My brother once told me that he had a feeling he was going to die young. He said that when he was 8 he knew he was only going to live to be 25. I told him that he's crazy but something in my heart told me that he was right. He's microwaving something right now and I fear that the microwaves are giving him cancer that is going to lie dormant until he is 25.

He talks to me about why God is stupid and why evolution isn't. I tell him that dogs become dogs and he gets belligerent and walks away. I try to do my homework but instead I think about everything. I cry tears of anger and of sadness and of remorse for losing a brother at the age of 25 who is really upstairs watching TV. The tears are hot and nonexistent but I wish they were real.

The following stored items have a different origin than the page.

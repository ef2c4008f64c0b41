//! Collateral ledger.
//!
//! This module implements the lending side of the protocol:
//! - Depositing and withdrawing collateral
//! - Borrowing and repaying the borrowable asset
//! - Permissionless liquidation of insolvent positions
//! - Solvency queries against the price source
//!
//! Every position must satisfy `required_collateral(borrowed) <= deposited`
//! after each operation; `liquidate` is the only operation that runs while
//! the invariant is broken, because that is its precondition.

use serde::{Deserialize, Serialize};
use std::collections::BTreeMap;
use tracing::{debug, info};

use crate::core::token::AssetRegistry;
use crate::error::{Error, Result};
use crate::oracle::PriceSource;
use crate::protocol::events::{EventLog, ProtocolEvent};
use crate::utils::address::Address;
use crate::utils::constants::BPS_DIVISOR;
use crate::utils::math::*;
use crate::utils::validation::*;

// ═══════════════════════════════════════════════════════════════════════════════
// POSITION
// ═══════════════════════════════════════════════════════════════════════════════

/// Per-account balances, in native asset precision
#[derive(Debug, Clone, Copy, Default, PartialEq, Eq, Serialize, Deserialize)]
pub struct Position {
    /// Collateral deposited
    pub deposited: u128,
    /// Borrowable asset owed
    pub borrowed: u128,
}

impl Position {
    /// Check if the position holds nothing
    pub fn is_empty(&self) -> bool {
        self.deposited == 0 && self.borrowed == 0
    }

    /// Check if position has any debt
    pub fn has_debt(&self) -> bool {
        self.borrowed > 0
    }
}

/// Solvency snapshot of a position at the current price
#[derive(Debug, Clone, Copy, PartialEq, Eq, Serialize, Deserialize)]
pub struct PositionHealth {
    /// Balances
    pub position: Position,
    /// Collateral required for the current debt
    pub required_collateral: u128,
    /// Additional amount that could be borrowed right now
    pub max_additional_borrow: u128,
    /// Collateral that could be withdrawn right now
    pub withdrawable_collateral: u128,
    /// Whether `liquidate` would accept this position
    pub liquidatable: bool,
}

/// Aggregate ledger statistics
#[derive(Debug, Clone, Copy, Default, PartialEq, Eq, Serialize, Deserialize)]
pub struct LedgerStatistics {
    pub accounts: u64,
    pub total_deposited: u128,
    pub total_borrowed: u128,
    pub liquidatable_accounts: u64,
    pub liquidatable_debt: u128,
}

// ═══════════════════════════════════════════════════════════════════════════════
// COLLATERAL LEDGER
// ═══════════════════════════════════════════════════════════════════════════════

/// Ledger of deposits and debt enforcing a fixed loan-to-value ratio
#[derive(Debug, Clone, Serialize, Deserialize)]
pub struct CollateralLedger {
    address: Address,
    borrow_asset: Address,
    collateral_asset: Address,
    borrow_decimals: u8,
    collateral_decimals: u8,
    ltv_bps: u64,
    positions: BTreeMap<Address, Position>,
}

impl CollateralLedger {
    /// Create a ledger, capturing both assets' decimals from the registry
    pub fn new(
        address: Address,
        borrow_asset: Address,
        collateral_asset: Address,
        ltv_bps: u64,
        assets: &AssetRegistry,
    ) -> Result<Self> {
        validate_ltv(ltv_bps)?;
        validate_asset_pair(&borrow_asset, &collateral_asset)?;
        Ok(Self {
            address,
            borrow_asset,
            collateral_asset,
            borrow_decimals: assets.decimals(&borrow_asset)?,
            collateral_decimals: assets.decimals(&collateral_asset)?,
            ltv_bps,
            positions: BTreeMap::new(),
        })
    }

    // ═══════════════════════════════════════════════════════════════════════════
    // STATE QUERIES
    // ═══════════════════════════════════════════════════════════════════════════

    /// Ledger address (holds pooled collateral and lendable liquidity)
    pub fn address(&self) -> Address {
        self.address
    }

    /// Borrowable asset address
    pub fn borrow_asset(&self) -> Address {
        self.borrow_asset
    }

    /// Collateral asset address
    pub fn collateral_asset(&self) -> Address {
        self.collateral_asset
    }

    /// Loan-to-value ratio in basis points
    pub fn ltv_bps(&self) -> u64 {
        self.ltv_bps
    }

    /// Position of `account` (empty if never touched)
    pub fn position(&self, account: &Address) -> Position {
        self.positions.get(account).copied().unwrap_or_default()
    }

    /// Collateral deposited by `account`
    pub fn deposited(&self, account: &Address) -> u128 {
        self.position(account).deposited
    }

    /// Debt owed by `account`
    pub fn borrowed(&self, account: &Address) -> u128 {
        self.position(account).borrowed
    }

    /// All positions, ordered by address
    pub fn positions(&self) -> impl Iterator<Item = (&Address, &Position)> {
        self.positions.iter()
    }

    /// Collateral required to back `borrow_amount` of debt.
    ///
    /// `ceil(borrow * price / 10^price_decimals)` is rescaled from borrowable
    /// to collateral precision and divided by the LTV with ceiling division.
    /// Both roundings go up so the requirement never understates exposure.
    pub fn required_collateral(&self, oracle: &dyn PriceSource, borrow_amount: u128) -> Result<u128> {
        let data = oracle.latest_price();
        let price = validate_price(data.price)?;

        let value = mul_div_up(borrow_amount, price, pow10(data.decimals)?)?;
        let value = scale_decimals(value, self.borrow_decimals, self.collateral_decimals)?;
        mul_div_up(value, BPS_DIVISOR as u128, self.ltv_bps as u128)
    }

    /// Full solvency snapshot for `account`
    pub fn position_health(&self, oracle: &dyn PriceSource, account: &Address) -> Result<PositionHealth> {
        let position = self.position(account);
        let required_collateral = self.required_collateral(oracle, position.borrowed)?;

        Ok(PositionHealth {
            position,
            required_collateral,
            max_additional_borrow: self.max_additional_borrow(oracle, &position)?,
            withdrawable_collateral: position.deposited.saturating_sub(required_collateral),
            liquidatable: required_collateral > position.deposited,
        })
    }

    /// Accounts whose deposit no longer covers their requirement
    pub fn find_liquidatable(&self, oracle: &dyn PriceSource) -> Result<Vec<(Address, Position)>> {
        let mut out = Vec::new();
        for (account, position) in &self.positions {
            if self.required_collateral(oracle, position.borrowed)? > position.deposited {
                out.push((*account, *position));
            }
        }
        Ok(out)
    }

    /// Calculate aggregate statistics
    pub fn statistics(&self, oracle: &dyn PriceSource) -> Result<LedgerStatistics> {
        let mut stats = LedgerStatistics::default();
        for position in self.positions.values() {
            stats.accounts += 1;
            stats.total_deposited = safe_add(stats.total_deposited, position.deposited)?;
            stats.total_borrowed = safe_add(stats.total_borrowed, position.borrowed)?;

            if self.required_collateral(oracle, position.borrowed)? > position.deposited {
                stats.liquidatable_accounts += 1;
                stats.liquidatable_debt = safe_add(stats.liquidatable_debt, position.borrowed)?;
            }
        }
        Ok(stats)
    }

    /// Check the solvency invariant for every position
    pub fn verify_solvency(&self, oracle: &dyn PriceSource) -> Result<bool> {
        Ok(self.find_liquidatable(oracle)?.is_empty())
    }

    // ═══════════════════════════════════════════════════════════════════════════
    // STATE MUTATIONS
    // ═══════════════════════════════════════════════════════════════════════════

    /// Deposit collateral, pulled from `caller` (requires an allowance)
    pub fn deposit(
        &mut self,
        assets: &mut AssetRegistry,
        events: &mut EventLog,
        caller: Address,
        amount: u128,
    ) -> Result<()> {
        validate_non_zero(amount)?;

        let mut position = self.position(&caller);
        position.deposited = safe_add(position.deposited, amount)?;
        self.positions.insert(caller, position);

        assets.transfer_from(&self.collateral_asset, self.address, caller, self.address, amount)?;

        info!(account = %caller.short(), amount, "collateral deposited");
        events.push(ProtocolEvent::Deposit { account: caller, amount });
        Ok(())
    }

    /// Borrow against deposited collateral
    pub fn borrow(
        &mut self,
        assets: &mut AssetRegistry,
        oracle: &dyn PriceSource,
        events: &mut EventLog,
        caller: Address,
        amount: u128,
    ) -> Result<()> {
        validate_non_zero(amount)?;

        let mut position = self.position(&caller);
        let new_debt = safe_add(position.borrowed, amount)?;
        let required = self.required_collateral(oracle, new_debt)?;
        if required > position.deposited {
            return Err(Error::InsufficientCollateral {
                required,
                deposited: position.deposited,
            });
        }

        position.borrowed = new_debt;
        self.positions.insert(caller, position);

        assets.transfer(&self.borrow_asset, self.address, caller, amount)?;

        info!(account = %caller.short(), amount, debt = new_debt, required, "borrowed");
        events.push(ProtocolEvent::Borrow { account: caller, amount });
        Ok(())
    }

    /// Repay debt, pulled from `caller` (requires an allowance)
    pub fn repay(
        &mut self,
        assets: &mut AssetRegistry,
        events: &mut EventLog,
        caller: Address,
        amount: u128,
    ) -> Result<()> {
        validate_non_zero(amount)?;

        let mut position = self.position(&caller);
        position.borrowed = safe_sub(position.borrowed, amount)?;
        self.store(caller, position);

        assets.transfer_from(&self.borrow_asset, self.address, caller, self.address, amount)?;

        info!(account = %caller.short(), amount, debt = position.borrowed, "repaid");
        events.push(ProtocolEvent::Repay { account: caller, amount });
        Ok(())
    }

    /// Withdraw collateral while keeping the position solvent
    pub fn withdraw(
        &mut self,
        assets: &mut AssetRegistry,
        oracle: &dyn PriceSource,
        events: &mut EventLog,
        caller: Address,
        amount: u128,
    ) -> Result<()> {
        validate_non_zero(amount)?;

        let mut position = self.position(&caller);
        let required = self.required_collateral(oracle, position.borrowed)?;
        let remaining = safe_sub(position.deposited, amount)?;
        if remaining < required {
            return Err(Error::TooMuchDebt { required, remaining });
        }

        position.deposited = remaining;
        self.store(caller, position);

        assets.transfer(&self.collateral_asset, self.address, caller, amount)?;

        info!(account = %caller.short(), amount, remaining, "collateral withdrawn");
        events.push(ProtocolEvent::Withdraw { account: caller, amount });
        Ok(())
    }

    /// Close an insolvent position.
    ///
    /// The caller repays the whole debt and receives the whole deposit.
    /// Returns the collateral transferred.
    pub fn liquidate(
        &mut self,
        assets: &mut AssetRegistry,
        oracle: &dyn PriceSource,
        events: &mut EventLog,
        caller: Address,
        user: Address,
    ) -> Result<u128> {
        let position = self.position(&user);
        let required = self.required_collateral(oracle, position.borrowed)?;
        if position.deposited >= required {
            return Err(Error::AlreadySufficientlyCollateralized(user));
        }

        self.positions.remove(&user);

        assets.transfer_from(&self.borrow_asset, self.address, caller, self.address, position.borrowed)?;
        assets.transfer(&self.collateral_asset, self.address, caller, position.deposited)?;

        info!(
            liquidator = %caller.short(),
            user = %user.short(),
            debt = position.borrowed,
            collateral = position.deposited,
            required,
            "position liquidated"
        );
        events.push(ProtocolEvent::Liquidate {
            liquidator: caller,
            user,
            debt_amount: position.borrowed,
            collateral_amount: position.deposited,
        });
        Ok(position.deposited)
    }

    // ═══════════════════════════════════════════════════════════════════════════
    // INTERNAL
    // ═══════════════════════════════════════════════════════════════════════════

    fn store(&mut self, account: Address, position: Position) {
        if position.is_empty() {
            self.positions.remove(&account);
        } else {
            self.positions.insert(account, position);
        }
    }

    /// Largest extra debt whose requirement still fits the deposit.
    ///
    /// `required_collateral` is monotonic in the borrow amount, so a binary
    /// search over it is exact under the same rounding the ledger enforces.
    fn max_additional_borrow(&self, oracle: &dyn PriceSource, position: &Position) -> Result<u128> {
        let fits = |extra: u128| -> Result<bool> {
            let debt = match position.borrowed.checked_add(extra) {
                Some(d) => d,
                None => return Ok(false),
            };
            match self.required_collateral(oracle, debt) {
                Ok(required) => Ok(required <= position.deposited),
                Err(Error::Overflow { .. }) => Ok(false),
                Err(e) => Err(e),
            }
        };

        if !fits(0)? {
            return Ok(0);
        }
        let (mut lo, mut hi) = (0u128, u128::MAX - position.borrowed);
        while lo < hi {
            let mid = lo + (hi - lo) / 2 + 1;
            if fits(mid)? {
                lo = mid;
            } else {
                hi = mid - 1;
            }
        }
        debug!(extra = lo, "max additional borrow");
        Ok(lo)
    }
}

In my mind I call him a joke but I am still waiting for a punchline. All that comes is bitterness and remorse and I try to look past the drugs but all I see is the cigars. I think of something he does right and the first thing that comes to mind is his guitar. I try to envy his musical talents but I don't like the guitar. The guitar in my mind reeks of failure and marijuana.

People ask me what it's like living with my brother. I laugh out of pity and out of longing. I tell them that I don't think of him as a brother, which is true even though I don't want it to be. I want him to be my brother. I want running routes in the yard and hitting homers over the fence and pretending that I don't care when I do. All I want is a brother to look up to.